Elisabeth Bik fears, however, that these indications of fraud will end up becoming too difficult to detect.

Item factories can use artificial intelligence, which gives increasingly convincing results. Among other things, they can generate very realistic images of scientific experiments.

Elisabeth Bik, microbiologist

According to the American researcher, journal publishers will need to be more aware of this industry, which undermines the credibility of genuine research. Elisabeth Bik would also like strict measures in countries like China and Russia to prevent these companies from advertising online.

Beyond these solutions, a great reflection is necessary on the conditions which allowed such a phenomenon to emerge, insists Vincent Larivière, of the University of Montreal. “Governments that have purely quantitative policies on scientific publication must realize that there are more perverse effects than positive ones,” he concludes. This is where you have to play. We must stop pushing researchers to publish, even when they have nothing to say. »

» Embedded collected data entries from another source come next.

// SPDX-License-Identifier: MIT

//! Provided buffer rings: per 16-bit group id, a pool of fixed-size
//! buffers the kernel picks from for `read`/`recv`-provided submissions.
//! The completion reports which buffer id was consumed; callers must
//! return it (advance the ring) exactly once.

use std::collections::HashMap;

use crate::error::{ReactorError, Result};

pub struct BufferRing {
    group_id: u16,
    buf_len: usize,
    buffers: Vec<Box<[u8]>>,
    available: Vec<u16>,
}

impl BufferRing {
    fn new(group_id: u16, count: u16, buf_len: usize) -> Self {
        let buffers = (0..count).map(|_| vec![0u8; buf_len].into_boxed_slice()).collect();
        let available = (0..count).collect();
        Self { group_id, buf_len, buffers, available }
    }

    pub fn group_id(&self) -> u16 {
        self.group_id
    }

    pub fn buf_len(&self) -> usize {
        self.buf_len
    }

    /// Borrow the buffer the kernel selected for a completion, by id.
    pub fn buffer(&self, buf_id: u16) -> Option<&[u8]> {
        self.buffers.get(buf_id as usize).map(|b| &b[..])
    }

    pub fn buffer_mut(&mut self, buf_id: u16) -> Option<&mut [u8]> {
        self.buffers.get_mut(buf_id as usize).map(|b| &mut b[..])
    }

    /// Return a buffer to the ring so the kernel can reuse it. A handler
    /// that forgets to call this starves the group.
    pub fn recycle(&mut self, buf_id: u16) {
        self.available.push(buf_id);
    }

    pub fn available_count(&self) -> usize {
        self.available.len()
    }
}

#[derive(Default)]
pub struct BufferRingRegistry {
    groups: HashMap<u16, BufferRing>,
}

impl BufferRingRegistry {
    pub fn new() -> Self {
        Self::default()
    }

    pub fn register(&mut self, group_id: u16, count: u16, buf_len: usize) {
        self.groups.insert(group_id, BufferRing::new(group_id, count, buf_len));
    }

    pub fn get(&self, group_id: u16) -> Result<&BufferRing> {
        self.groups.get(&group_id).ok_or(ReactorError::UnknownBufferGroup(group_id))
    }

    pub fn get_mut(&mut self, group_id: u16) -> Result<&mut BufferRing> {
        self.groups.get_mut(&group_id).ok_or(ReactorError::UnknownBufferGroup(group_id))
    }
}

#[cfg(test)]
#[path = "buf_ring_tests.rs"]
mod tests;
// SPDX-License-Identifier: MIT

//! Stable runtime identifiers.
//!
//! Every runtime the daemon hosts gets a 6-hex-character identifier,
//! assigned once at `create` time and persisted alongside the runtime's
//! config. IDs never collide within a daemon's lifetime (checked against
//! the registry on generation) and never change, even across `rename`.

use std::fmt;

const ID_LEN: usize = 6;
const HEX_ALPHABET: [char; 16] =
    ['0', '1', '2', '3', '4', '5', '6', '7', '8', '9', 'a', 'b', 'c', 'd', 'e', 'f'];

/// A 6-hex-character runtime identifier, e.g. `a3f09c`.
#[derive(Clone, Copy, PartialEq, Eq, Hash, PartialOrd, Ord)]
pub struct RuntimeId([u8; ID_LEN]);

impl RuntimeId {
    /// Generate a new random identifier.
    pub fn new() -> Self {
        let s = nanoid::nanoid!(ID_LEN, &HEX_ALPHABET);
        // nanoid with a 16-char alphabet and length ID_LEN always yields a
        // valid hex string of the right length; fall back defensively rather
        // than unwrap so a future alphabet change can't panic in production.
        Self::from_str_checked(&s).unwrap_or(Self([b'0'; ID_LEN]))
    }

    /// Parse a 6-hex-character identifier, e.g. when loading persisted config.
    pub fn from_str_checked(s: &str) -> Option<Self> {
        if s.len() != ID_LEN || !s.bytes().all(|b| b.is_ascii_hexdigit()) {
            return None;
        }
        let mut buf = [0u8; ID_LEN];
        buf.copy_from_slice(s.as_bytes());
        Some(Self(buf))
    }

    pub fn as_str(&self) -> &str {
        // Invariant: only ever constructed from validated ASCII hex bytes.
        std::str::from_utf8(&self.0).unwrap_or("??????")
    }
}

impl Default for RuntimeId {
    fn default() -> Self {
        Self::new()
    }
}

impl fmt::Debug for RuntimeId {
    fn fmt(&self, f: &mut fmt::Formatter<'_>) -> fmt::Result {
        write!(f, "RuntimeId({})", self.as_str())
    }
}

impl fmt::Display for RuntimeId {
    fn fmt(&self, f: &mut fmt::Formatter<'_>) -> fmt::Result {
        write!(f, "{}", self.as_str())
    }
}

impl std::str::FromStr for RuntimeId {
    type Err = crate::CoreError;

    fn from_str(s: &str) -> Result<Self, Self::Err> {
        Self::from_str_checked(s).ok_or_else(|| crate::CoreError::InvalidId(s.to_string()))
    }
}

impl std::borrow::Borrow<str> for RuntimeId {
    fn borrow(&self) -> &str {
        self.as_str()
    }
}

impl serde::Serialize for RuntimeId {
    fn serialize<S>(&self, serializer: S) -> Result<S::Ok, S::Error>
    where
        S: serde::Serializer,
    {
        serializer.serialize_str(self.as_str())
    }
}

impl<'de> serde::Deserialize<'de> for RuntimeId {
    fn deserialize<D>(deserializer: D) -> Result<Self, D::Error>
    where
        D: serde::Deserializer<'de>,
    {
        let s = <&str>::deserialize(deserializer)?;
        Self::from_str_checked(s)
            .ok_or_else(|| serde::de::Error::custom(format!("invalid runtime id: {s:?}")))
    }
}

#[cfg(test)]
#[path = "id_tests.rs"]
mod tests;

Some discoveries of presumed article factories in medicine

tadpole factory

In 2020, a team including Jennifer Byrne and another including David Bimler and Elisabeth Bik simultaneously identify a series of questionable publications from Chinese hospitals. In nearly 600 papers, Western blot images, a technique used to detect proteins, have a similar unnaturally clean style and feature similar shapes that resemble tadpoles.

The factory of the image bank

Also in 2020, Elisabeth Bik reports 121 articles, the majority published in the journal European Review for Medical and Pharmacological Sciences (ERMPS). They use the same images, applying rotations, reflections or color changes, to describe their experiences.

Gene Factories

In 2021, Jennifer Byrne and her colleagues analyze articles published in two journals where suspicious publications had been reported in the past: Embarrassed and Oncology Reports. Out of 12,000 articles studied, more than 700 describe genetic sequences that contain errors. “We cannot say that all these publications come from article factories, but that seems to be the case for several of them”, estimates Jennifer Byrne.